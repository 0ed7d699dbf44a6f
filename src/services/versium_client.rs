use async_trait::async_trait;
use reqwest::{Client, StatusCode};
use serde::{Deserialize, Serialize};
use serde_json::{Map, Value};

use crate::domain::{LookupError, OutputKey, ProviderMatch};

pub const DEFAULT_BASE_URL: &str = "https://api.versium.com/v2";
const API_KEY_HEADER: &str = "X-Versium-Api-Key";
const INVALID_KEY_MESSAGE: &str = "Invalid api key provided.";

/// One lookup per source value. `Ok(None)` is a miss.
#[async_trait]
pub trait EnrichmentProvider: Send + Sync {
    async fn lookup(&self, source_value: &str) -> Result<Option<ProviderMatch>, LookupError>;
}

pub struct VersiumClient {
    client: Client,
    api_key: String,
    url: String,
}

#[derive(Serialize)]
struct LookupQuery<'a> {
    li_url: &'a str,
}

#[derive(Deserialize, Default)]
struct ApiResponse {
    #[serde(default)]
    versium: Option<VersiumBody>,
}

#[derive(Deserialize, Default)]
struct VersiumBody {
    #[serde(default)]
    results: Option<Vec<Map<String, Value>>>,
    #[serde(default)]
    errors: Option<Vec<Value>>,
}

impl VersiumBody {
    fn rejects_api_key(&self) -> bool {
        self.errors
            .iter()
            .flatten()
            .any(|e| e.as_str() == Some(INVALID_KEY_MESSAGE))
    }
}

impl VersiumClient {
    pub fn new(client: Client, base_url: &str, api_key: String) -> Self {
        VersiumClient {
            client,
            api_key,
            url: base_url.trim_end_matches('/').to_string(),
        }
    }

    pub async fn validate_api_key(&self) -> Result<bool, LookupError> {
        let res = self
            .client
            .get(format!("{}/contact", self.url))
            .header(API_KEY_HEADER, &self.api_key)
            .send()
            .await?;

        let status = res.status();
        let body = res.text().await?;

        match check_api_key_response(status, &body) {
            Err(LookupError::Auth) => Ok(false),
            Err(e) => Err(e),
            Ok(()) => Ok(true),
        }
    }
}

#[async_trait]
impl EnrichmentProvider for VersiumClient {
    async fn lookup(&self, source_value: &str) -> Result<Option<ProviderMatch>, LookupError> {
        let res = self
            .client
            .get(format!("{}/c2b", self.url))
            .query(&LookupQuery {
                li_url: source_value,
            })
            .header(API_KEY_HEADER, &self.api_key)
            .send()
            .await?;

        let status = res.status();
        let body = res.text().await?;

        parse_lookup_response(status, &body)
    }
}

fn check_api_key_response(status: StatusCode, body: &str) -> Result<(), LookupError> {
    if status == StatusCode::UNAUTHORIZED {
        return Err(LookupError::Auth);
    }

    let json = parse_body(status, body)?;
    if json.versium.unwrap_or_default().rejects_api_key() {
        return Err(LookupError::Auth);
    }

    Ok(())
}

// A gateway error page is not JSON; report its status instead.
fn parse_body(status: StatusCode, body: &str) -> Result<ApiResponse, LookupError> {
    match serde_json::from_str(body) {
        Ok(json) => Ok(json),
        Err(_) if !status.is_success() => Err(LookupError::Status(status.as_u16())),
        Err(e) => Err(LookupError::Parse(e)),
    }
}

pub(crate) fn parse_lookup_response(
    status: StatusCode,
    body: &str,
) -> Result<Option<ProviderMatch>, LookupError> {
    match status {
        StatusCode::UNAUTHORIZED => return Err(LookupError::Auth),
        StatusCode::TOO_MANY_REQUESTS => return Err(LookupError::RateLimited),
        _ => {}
    }

    let versium = parse_body(status, body)?.versium.unwrap_or_default();

    if versium.rejects_api_key() {
        return Err(LookupError::Auth);
    }

    // Only the first candidate is used, whatever the provider's ranking.
    match versium.results.and_then(|r| r.into_iter().next()) {
        Some(result) => Ok(Some(extract_match(&result))),
        None if status.is_success() => Ok(None),
        None => Err(LookupError::Status(status.as_u16())),
    }
}

fn extract_match(result: &Map<String, Value>) -> ProviderMatch {
    let values = OutputKey::ALL
        .into_iter()
        .map(|key| {
            let value = match result.get(key.attribute()) {
                Some(Value::String(s)) => s.clone(),
                Some(Value::Null) | None => String::new(),
                Some(other) => other.to_string(),
            };
            (key, value)
        })
        .collect();

    ProviderMatch { values }
}
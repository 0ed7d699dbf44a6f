use std::collections::BTreeMap;

use serde::Serialize;

#[derive(Debug, Clone, PartialEq, Eq)]
pub struct SourceRecord {
    pub id: String,
    pub source_value: String,
}

impl SourceRecord {
    pub fn new(id: impl Into<String>, source_value: impl Into<String>) -> Self {
        SourceRecord {
            id: id.into(),
            source_value: source_value.into(),
        }
    }
}

#[derive(Debug, Clone, PartialEq, Eq, Serialize)]
pub struct EnrichmentResult {
    #[serde(rename = "id")]
    pub record_id: String,
    pub fields: BTreeMap<String, String>,
}

#[derive(Debug, Clone, PartialEq, Eq, Serialize)]
pub struct RecordFailure {
    pub record_id: String,
    pub reason: String,
}

#[derive(Debug, Clone, Default, PartialEq, Eq, Serialize)]
pub struct RunSummary {
    pub total: usize,
    pub enriched: usize,
    pub not_found: usize,
    pub failed: Vec<RecordFailure>,
}

impl RunSummary {
    pub fn message(&self) -> String {
        let mut message = format!(
            "Found matches and enriched {} out of {} total records.",
            self.enriched, self.total
        );
        if !self.failed.is_empty() {
            message.push_str(&format!(" {} records failed.", self.failed.len()));
        }
        message
    }
}

#[derive(Debug, Clone, PartialEq, Eq, Serialize)]
pub struct ViewPreview {
    pub table_name: String,
    pub view_name: String,
    pub record_count: usize,
}

impl ViewPreview {
    pub fn message(&self) -> String {
        format!(
            "Enrich {} Records in the {} table",
            self.record_count, self.table_name
        )
    }
}
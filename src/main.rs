use std::{net::TcpListener, time::Duration};

use enricher::{configuration::get_configuration, startup::run};
use env_logger::Env;
use sqlx::postgres::PgPoolOptions;

#[tokio::main]
async fn main() -> std::io::Result<()> {
    env_logger::Builder::from_env(Env::default().default_filter_or("info")).init();

    let configuration = get_configuration().map_err(|e| {
        std::io::Error::new(
            std::io::ErrorKind::InvalidInput,
            format!("Failed to read configuration: {}", e),
        )
    })?;

    let pool_options = PgPoolOptions::new()
        .max_connections(5)
        .acquire_timeout(Duration::from_secs(10))
        .idle_timeout(Duration::from_secs(15 * 60)); // 15 minutes

    let connection_pool = pool_options.connect_lazy_with(configuration.database.with_db());

    sqlx::migrate!("./migrations")
        .run(&connection_pool)
        .await
        .map_err(|e| std::io::Error::new(std::io::ErrorKind::Other, e))?;

    let address = format!(
        "{}:{}",
        configuration.application.host, configuration.application.port
    );
    let listener = TcpListener::bind(address)?;
    log::info!("Listening on {}", listener.local_addr()?);

    // No request timeout: a hung lookup stalls the run rather than failing it.
    let http_client = reqwest::Client::new();

    run(listener, connection_pool, http_client, configuration.versium)?.await
}
use std::collections::HashSet;

use async_trait::async_trait;
use serde_json::Value;
use sqlx::PgPool;

use crate::{
    domain::{EnrichmentResult, SourceRecord, StoreError, ViewPreview},
    services::RecordStore,
};

pub struct PgRecordStore {
    pool: PgPool,
}

impl PgRecordStore {
    pub fn new(pool: PgPool) -> Self {
        PgRecordStore { pool }
    }
}

#[async_trait]
impl RecordStore for PgRecordStore {
    async fn table_fields(&self, table_id: &str) -> Result<Option<HashSet<String>>, StoreError> {
        let exists: Option<String> = sqlx::query_scalar(
            r"
            select id from base_table where id = $1
            ",
        )
        .bind(table_id)
        .fetch_optional(&self.pool)
        .await?;

        if exists.is_none() {
            return Ok(None);
        }

        let fields: Vec<String> = sqlx::query_scalar(
            r"
            select id from table_field where table_id = $1
            ",
        )
        .bind(table_id)
        .fetch_all(&self.pool)
        .await?;

        Ok(Some(fields.into_iter().collect()))
    }

    async fn view_preview(
        &self,
        table_id: &str,
        view_id: &str,
    ) -> Result<Option<ViewPreview>, StoreError> {
        let row: Option<(String, String, i64)> = sqlx::query_as(
            r"
            select
                t.name,
                v.name,
                (
                    select count(*)
                    from view_record vr join record r on r.id = vr.record_id
                    where vr.view_id = v.id and r.table_id = t.id
                )
            from
                base_view v
                join base_table t on t.id = v.table_id
            where
                v.id = $1 and
                t.id = $2
            ",
        )
        .bind(view_id)
        .bind(table_id)
        .fetch_optional(&self.pool)
        .await?;

        Ok(row.map(|(table_name, view_name, count)| ViewPreview {
            table_name,
            view_name,
            record_count: count.max(0) as usize,
        }))
    }

    async fn load_source_records(
        &self,
        table_id: &str,
        view_id: &str,
        source_field_id: &str,
    ) -> Result<Option<Vec<SourceRecord>>, StoreError> {
        let view: Option<String> = sqlx::query_scalar(
            r"
            select id from base_view where id = $1 and table_id = $2
            ",
        )
        .bind(view_id)
        .bind(table_id)
        .fetch_optional(&self.pool)
        .await?;

        if view.is_none() {
            return Ok(None);
        }

        // Only the source cell is read; output fields are write-only here.
        let rows: Vec<(String, Option<Value>)> = sqlx::query_as(
            r"
            select
                r.id,
                r.fields -> $3::text
            from
                view_record vr
                join record r on r.id = vr.record_id
            where
                vr.view_id = $1 and
                r.table_id = $2
            order by
                vr.position, r.id
            ",
        )
        .bind(view_id)
        .bind(table_id)
        .bind(source_field_id)
        .fetch_all(&self.pool)
        .await?;

        Ok(Some(
            rows.into_iter()
                .map(|(id, value)| SourceRecord::new(id, cell_as_string(value)))
                .collect(),
        ))
    }

    async fn update_records(
        &self,
        table_id: &str,
        updates: &[EnrichmentResult],
    ) -> Result<(), StoreError> {
        let (ids, fields): (Vec<String>, Vec<Value>) = updates
            .iter()
            .map(|u| {
                let fields = u
                    .fields
                    .iter()
                    .map(|(k, v)| (k.clone(), Value::String(v.clone())))
                    .collect();
                (u.record_id.clone(), Value::Object(fields))
            })
            .unzip();

        let mut tx = self.pool.begin().await?;

        let result = sqlx::query(
            r"
            update record r set
                fields = r.fields || u.fields
            from
                unnest($1::text[], $2::jsonb[]) as u(id, fields)
            where
                r.id = u.id and
                r.table_id = $3
            ",
        )
        .bind(&ids)
        .bind(&fields)
        .bind(table_id)
        .execute(&mut *tx)
        .await?;

        if result.rows_affected() != updates.len() as u64 {
            tx.rollback().await?;
            return Err(StoreError::Rejected {
                expected: updates.len(),
                affected: result.rows_affected(),
            });
        }

        tx.commit().await?;
        Ok(())
    }
}

fn cell_as_string(value: Option<Value>) -> String {
    match value {
        Some(Value::String(s)) => s,
        Some(Value::Null) | None => String::new(),
        Some(other) => other.to_string(),
    }
}
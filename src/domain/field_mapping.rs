use std::collections::{BTreeMap, HashSet};

use serde::{Deserialize, Serialize};

use super::{ConfigurationError, EnrichmentResult};

#[derive(Debug, Clone, Copy, PartialEq, Eq, PartialOrd, Ord, Hash, Serialize, Deserialize)]
#[serde(rename_all = "camelCase")]
pub enum OutputKey {
    FirstName,
    LastName,
    Email,
    Title,
    Business,
    Domain,
}

impl OutputKey {
    pub const ALL: [OutputKey; 6] = [
        OutputKey::FirstName,
        OutputKey::LastName,
        OutputKey::Email,
        OutputKey::Title,
        OutputKey::Business,
        OutputKey::Domain,
    ];

    pub fn attribute(&self) -> &'static str {
        match self {
            OutputKey::FirstName => "First Name",
            OutputKey::LastName => "Last Name",
            OutputKey::Email => "Email Address",
            OutputKey::Title => "Title",
            OutputKey::Business => "Business",
            OutputKey::Domain => "Domain",
        }
    }

    pub fn as_str(&self) -> &'static str {
        match self {
            OutputKey::FirstName => "firstName",
            OutputKey::LastName => "lastName",
            OutputKey::Email => "email",
            OutputKey::Title => "title",
            OutputKey::Business => "business",
            OutputKey::Domain => "domain",
        }
    }
}

#[derive(Debug, Clone, Default, PartialEq)]
pub struct ProviderMatch {
    pub values: BTreeMap<OutputKey, String>,
}

impl ProviderMatch {
    pub fn get(&self, key: OutputKey) -> &str {
        self.values.get(&key).map(String::as_str).unwrap_or("")
    }
}

#[derive(Debug, Clone, Default, PartialEq, Eq, Serialize, Deserialize)]
pub struct FieldMapping(BTreeMap<OutputKey, String>);

impl FieldMapping {
    pub fn new(entries: impl IntoIterator<Item = (OutputKey, String)>) -> Self {
        FieldMapping(entries.into_iter().collect())
    }

    pub fn get(&self, key: OutputKey) -> Option<&str> {
        self.0
            .get(&key)
            .map(String::as_str)
            .filter(|id| !id.trim().is_empty())
    }

    pub fn field_ids(&self) -> impl Iterator<Item = &str> {
        self.0.values().map(String::as_str)
    }

    pub fn missing_keys(&self) -> Vec<OutputKey> {
        OutputKey::ALL
            .into_iter()
            .filter(|key| self.get(*key).is_none())
            .collect()
    }

    pub fn validate(
        &self,
        source_field: &str,
        table_fields: &HashSet<String>,
    ) -> Result<(), ConfigurationError> {
        let missing = self.missing_keys();
        if !missing.is_empty() {
            return Err(ConfigurationError::Missing(
                missing.iter().map(|k| k.as_str().to_string()).collect(),
            ));
        }

        let mut seen = HashSet::new();
        for field_id in self.field_ids() {
            if !seen.insert(field_id) {
                return Err(ConfigurationError::DuplicateField(field_id.to_string()));
            }
            if field_id == source_field {
                return Err(ConfigurationError::OverwritesSource(field_id.to_string()));
            }
            if !table_fields.contains(field_id) {
                return Err(ConfigurationError::UnknownField(field_id.to_string()));
            }
        }

        Ok(())
    }

    pub fn apply(&self, record_id: &str, provider_match: &ProviderMatch) -> EnrichmentResult {
        let fields = OutputKey::ALL
            .into_iter()
            .filter_map(|key| {
                self.get(key)
                    .map(|field_id| (field_id.to_string(), provider_match.get(key).to_string()))
            })
            .collect();

        EnrichmentResult {
            record_id: record_id.to_string(),
            fields,
        }
    }
}

#[cfg(test)]
pub(crate) fn test_mapping() -> FieldMapping {
    FieldMapping::new([
        (OutputKey::FirstName, "fldA".to_string()),
        (OutputKey::Email, "fldB".to_string()),
        (OutputKey::LastName, "fldC".to_string()),
        (OutputKey::Title, "fldD".to_string()),
        (OutputKey::Business, "fldE".to_string()),
        (OutputKey::Domain, "fldF".to_string()),
    ])
}

#[cfg(test)]
mod tests {
    use std::collections::HashSet;

    use super::{test_mapping, FieldMapping, OutputKey, ProviderMatch};
    use crate::domain::ConfigurationError;

    fn table_fields() -> HashSet<String> {
        ["fldSrc", "fldA", "fldB", "fldC", "fldD", "fldE", "fldF"]
            .iter()
            .map(|f| f.to_string())
            .collect()
    }

    #[test]
    fn mapping_deserializes_from_stored_json() {
        let mapping: FieldMapping = serde_json::from_str(
            r#"{"firstName":"fldA","email":"fldB","lastName":"fldC",
                "title":"fldD","business":"fldE","domain":"fldF"}"#,
        )
        .unwrap();

        assert_eq!(mapping, test_mapping());
    }

    #[test]
    fn complete_mapping_is_valid() {
        assert!(test_mapping().validate("fldSrc", &table_fields()).is_ok());
    }

    #[test]
    fn missing_keys_are_listed() {
        let mapping = FieldMapping::new([
            (OutputKey::Email, "fldB".to_string()),
            (OutputKey::Title, " ".to_string()),
        ]);

        match mapping.validate("fldSrc", &table_fields()) {
            Err(ConfigurationError::Missing(keys)) => assert_eq!(
                keys,
                vec!["firstName", "lastName", "title", "business", "domain"]
            ),
            other => panic!("unexpected: {:?}", other),
        }
    }

    #[test]
    fn duplicate_destination_is_rejected() {
        let mut mapping = test_mapping();
        mapping.0.insert(OutputKey::Domain, "fldA".to_string());

        assert!(matches!(
            mapping.validate("fldSrc", &table_fields()),
            Err(ConfigurationError::DuplicateField(f)) if f == "fldA"
        ));
    }

    #[test]
    fn unknown_or_source_field_is_rejected() {
        let mut mapping = test_mapping();
        mapping.0.insert(OutputKey::Domain, "fldGone".to_string());
        assert!(matches!(
            mapping.validate("fldSrc", &table_fields()),
            Err(ConfigurationError::UnknownField(_))
        ));

        let mut mapping = test_mapping();
        mapping.0.insert(OutputKey::Domain, "fldSrc".to_string());
        assert!(matches!(
            mapping.validate("fldSrc", &table_fields()),
            Err(ConfigurationError::OverwritesSource(_))
        ));
    }

    #[test]
    fn apply_maps_every_output_to_its_field() {
        let provider_match = ProviderMatch {
            values: [
                (OutputKey::FirstName, "Jo".to_string()),
                (OutputKey::Email, "jo@x.com".to_string()),
            ]
            .into_iter()
            .collect(),
        };

        let result = test_mapping().apply("r1", &provider_match);

        assert_eq!(result.record_id, "r1");
        assert_eq!(result.fields.len(), 6);
        assert_eq!(result.fields["fldA"], "Jo");
        assert_eq!(result.fields["fldB"], "jo@x.com");
        assert_eq!(result.fields["fldF"], "");
    }
}
use crate::domain::{
    ConfigurationError, EnrichmentConfig, EnrichmentError, RunSummary, ViewPreview,
};

use super::{enrich, persist, CancelToken, EnrichmentProvider, Pacer, RecordStore};

pub async fn run_enrichment(
    config: &EnrichmentConfig,
    provider: &dyn EnrichmentProvider,
    store: &dyn RecordStore,
    pacer: &dyn Pacer,
    cancel: &CancelToken,
) -> Result<RunSummary, EnrichmentError> {
    let table_fields = store
        .table_fields(&config.table_id)
        .await?
        .ok_or_else(|| ConfigurationError::TableNotFound(config.table_id.clone()))?;

    if !table_fields.contains(&config.source_field_id) {
        return Err(ConfigurationError::UnknownField(config.source_field_id.clone()).into());
    }
    config
        .field_mapping
        .validate(&config.source_field_id, &table_fields)?;

    let records = store
        .load_source_records(&config.table_id, &config.view_id, &config.source_field_id)
        .await?
        .ok_or_else(|| ConfigurationError::ViewNotFound(config.view_id.clone()))?;

    log::info!(
        "Starting enrichment of {} records from view {} in table {}",
        records.len(),
        config.view_id,
        config.table_id
    );

    // Nothing is written before every lookup is done.
    let fetched = enrich(&records, provider, &config.field_mapping, pacer, cancel).await?;
    persist(store, &config.table_id, &fetched.results).await?;

    let summary = RunSummary {
        total: records.len(),
        enriched: fetched.results.len(),
        not_found: fetched.not_found,
        failed: fetched.failed,
    };
    log::info!("{}", summary.message());

    Ok(summary)
}

pub async fn preview_enrichment(
    config: &EnrichmentConfig,
    store: &dyn RecordStore,
) -> Result<ViewPreview, EnrichmentError> {
    if store.table_fields(&config.table_id).await?.is_none() {
        return Err(ConfigurationError::TableNotFound(config.table_id.clone()).into());
    }

    let preview = store
        .view_preview(&config.table_id, &config.view_id)
        .await?
        .ok_or_else(|| ConfigurationError::ViewNotFound(config.view_id.clone()))?;

    Ok(preview)
}
use std::sync::{
    atomic::{AtomicBool, Ordering},
    Arc,
};

#[derive(Debug, Clone, Default)]
pub struct CancelToken(Arc<AtomicBool>);

impl CancelToken {
    pub fn cancel(&self) {
        self.0.store(true, Ordering::SeqCst);
    }

    pub fn is_cancelled(&self) -> bool {
        self.0.load(Ordering::SeqCst)
    }
}

#[derive(Default)]
pub struct RunControl {
    running: AtomicBool,
    cancel: std::sync::Mutex<Option<CancelToken>>,
}

pub struct RunGuard<'a> {
    control: &'a RunControl,
    pub token: CancelToken,
}

impl RunControl {
    pub fn try_start(&self) -> Option<RunGuard<'_>> {
        if self
            .running
            .compare_exchange(false, true, Ordering::SeqCst, Ordering::SeqCst)
            .is_err()
        {
            return None;
        }

        let token = CancelToken::default();
        *self.lock_cancel() = Some(token.clone());

        Some(RunGuard {
            control: self,
            token,
        })
    }

    pub fn is_running(&self) -> bool {
        self.running.load(Ordering::SeqCst)
    }

    pub fn cancel(&self) -> bool {
        match self.lock_cancel().as_ref() {
            Some(token) => {
                token.cancel();
                true
            }
            None => false,
        }
    }

    fn lock_cancel(&self) -> std::sync::MutexGuard<'_, Option<CancelToken>> {
        match self.cancel.lock() {
            Ok(guard) => guard,
            Err(poisoned) => poisoned.into_inner(),
        }
    }
}

impl Drop for RunGuard<'_> {
    fn drop(&mut self) {
        *self.control.lock_cancel() = None;
        self.control.running.store(false, Ordering::SeqCst);
    }
}
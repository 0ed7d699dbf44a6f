use std::collections::HashSet;

use async_trait::async_trait;

use crate::domain::{EnrichmentResult, SourceRecord, StoreError, ViewPreview};

/// Backing store holding the records to enrich.
#[async_trait]
pub trait RecordStore: Send + Sync {
    /// Field ids of a table, or `None` when the table does not exist.
    async fn table_fields(&self, table_id: &str) -> Result<Option<HashSet<String>>, StoreError>;

    /// Table and view names with the number of records in the view.
    /// `None` when the view does not exist in the table.
    async fn view_preview(
        &self,
        table_id: &str,
        view_id: &str,
    ) -> Result<Option<ViewPreview>, StoreError>;

    /// Records of a view in view order, carrying only the source field.
    /// `None` when the view does not exist in the table.
    async fn load_source_records(
        &self,
        table_id: &str,
        view_id: &str,
        source_field_id: &str,
    ) -> Result<Option<Vec<SourceRecord>>, StoreError>;

    /// Writes one batch as a single call.
    async fn update_records(
        &self,
        table_id: &str,
        updates: &[EnrichmentResult],
    ) -> Result<(), StoreError>;
}
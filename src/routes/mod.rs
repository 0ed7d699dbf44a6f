pub mod config_route;
pub mod default_route;
pub mod enrichment_route;
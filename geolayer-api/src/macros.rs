//! Utility macros for reducing boilerplate

/// Macro to implement `FromRef<AppState>` for state extractors.
///
/// # Example
/// ```ignore
/// impl_from_ref!(Arc<LayerCache>, cache);
/// // Expands to:
/// impl axum::extract::FromRef<AppState> for Arc<LayerCache> {
///     fn from_ref(state: &AppState) -> Self {
///         state.cache.clone()
///     }
/// }
/// ```
#[macro_export]
macro_rules! impl_from_ref {
    ($type:ty, $field:ident) => {
        impl axum::extract::FromRef<$crate::state::AppState> for $type {
            fn from_ref(state: &$crate::state::AppState) -> Self {
                state.$field.clone()
            }
        }
    };
}
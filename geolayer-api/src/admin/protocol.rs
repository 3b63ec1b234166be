//! Admin wire format: one JSON object per line in each direction.

use serde::{Deserialize, Deserializer, Serialize};
use serde_json::Value;

use geolayer_core::{GeoError, GeoResult};

/// Nested `data` object of a request.
#[derive(Debug, Clone, Default, PartialEq, Deserialize)]
#[serde(default)]
pub struct RequestData {
    pub apikey: Option<String>,
    pub datasources: Option<Vec<String>>,
    pub datasource: Option<String>,
    pub feature: Option<Value>,
    pub geo_id: Option<Value>,
    pub layer: Option<Value>,
}

/// One request line.
#[derive(Debug, Clone, PartialEq, Deserialize)]
pub struct AdminRequest {
    #[serde(default)]
    pub method: Option<String>,
    #[serde(default)]
    pub apikey: Option<String>,
    #[serde(default)]
    pub authkey: Option<String>,
    #[serde(default)]
    pub datasource: Option<String>,
    #[serde(default)]
    pub file: Option<String>,
    #[serde(default, deserialize_with = "null_as_default")]
    pub data: RequestData,
}

fn null_as_default<'de, D>(deserializer: D) -> Result<RequestData, D::Error>
where
    D: Deserializer<'de>,
{
    Ok(Option::<RequestData>::deserialize(deserializer)?.unwrap_or_default())
}

impl AdminRequest {
    /// Parse a request line.
    ///
    /// A line that is not a JSON object is `Malformed`. An object whose
    /// fields have the wrong types is `BadRequest`.
    pub fn parse(line: &str) -> GeoResult<Self> {
        let value: Value =
            serde_json::from_str(line).map_err(|e| GeoError::Malformed(e.to_string()))?;
        if !value.is_object() {
            return Err(GeoError::Malformed("request must be a JSON object".to_string()));
        }
        serde_json::from_value(value)
            .map_err(|e| GeoError::BadRequest(format!("invalid request: {}", e)))
    }

    /// The requested method name, if any.
    pub fn method(&self) -> Option<&str> {
        self.method.as_deref()
    }
}

/// One response line.
#[derive(Debug, Clone, PartialEq, Serialize, Deserialize)]
#[serde(tag = "status", rename_all = "lowercase")]
pub enum Frame {
    Ok { data: Value },
    Error { error: String },
}

impl Frame {
    pub fn ok(data: Value) -> Self {
        Frame::Ok { data }
    }

    pub fn error(message: impl Into<String>) -> Self {
        Frame::Error {
            error: message.into(),
        }
    }

    /// Error frame for a failed operation. Message-carrying variants are
    /// reported without their category prefix.
    pub fn from_error(err: &GeoError) -> Self {
        let message = match err {
            GeoError::NotFound { .. } => err.to_string(),
            GeoError::Unauthorized(m)
            | GeoError::BadRequest(m)
            | GeoError::StorageUnavailable(m)
            | GeoError::Internal(m) => m.clone(),
            GeoError::Malformed(m) => format!("malformed request: {}", m),
        };
        Frame::error(message)
    }

    pub fn is_ok(&self) -> bool {
        matches!(self, Frame::Ok { .. })
    }

    /// Encode as a single newline-terminated line.
    pub fn to_line(&self) -> String {
        let mut line = serde_json::to_string(self).unwrap_or_else(|e| {
            format!(
                r#"{{"status":"error","error":{}}}"#,
                Value::String(format!("failed to encode response: {}", e))
            )
        });
        line.push('\n');
        line
    }
}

### EXERCISE:
Lines with the word "GeoError" in them: report all of these from the listing above.

### RESPONSE:
use geolayer_core::{GeoError, GeoResult};
            serde_json::from_str(line).map_err(|e| GeoError::Malformed(e.to_string()))?;
            return Err(GeoError::Malformed("request must be a JSON object".to_string()));
            .map_err(|e| GeoError::BadRequest(format!("invalid request: {}", e)))
    pub fn from_error(err: &GeoError) -> Self {
            GeoError::NotFound { .. } => err.to_string(),
            GeoError::Unauthorized(m)
            | GeoError::BadRequest(m)
            | GeoError::StorageUnavailable(m)
            | GeoError::Internal(m) => m.clone(),
            GeoError::Malformed(m) => format!("malformed request: {}", m),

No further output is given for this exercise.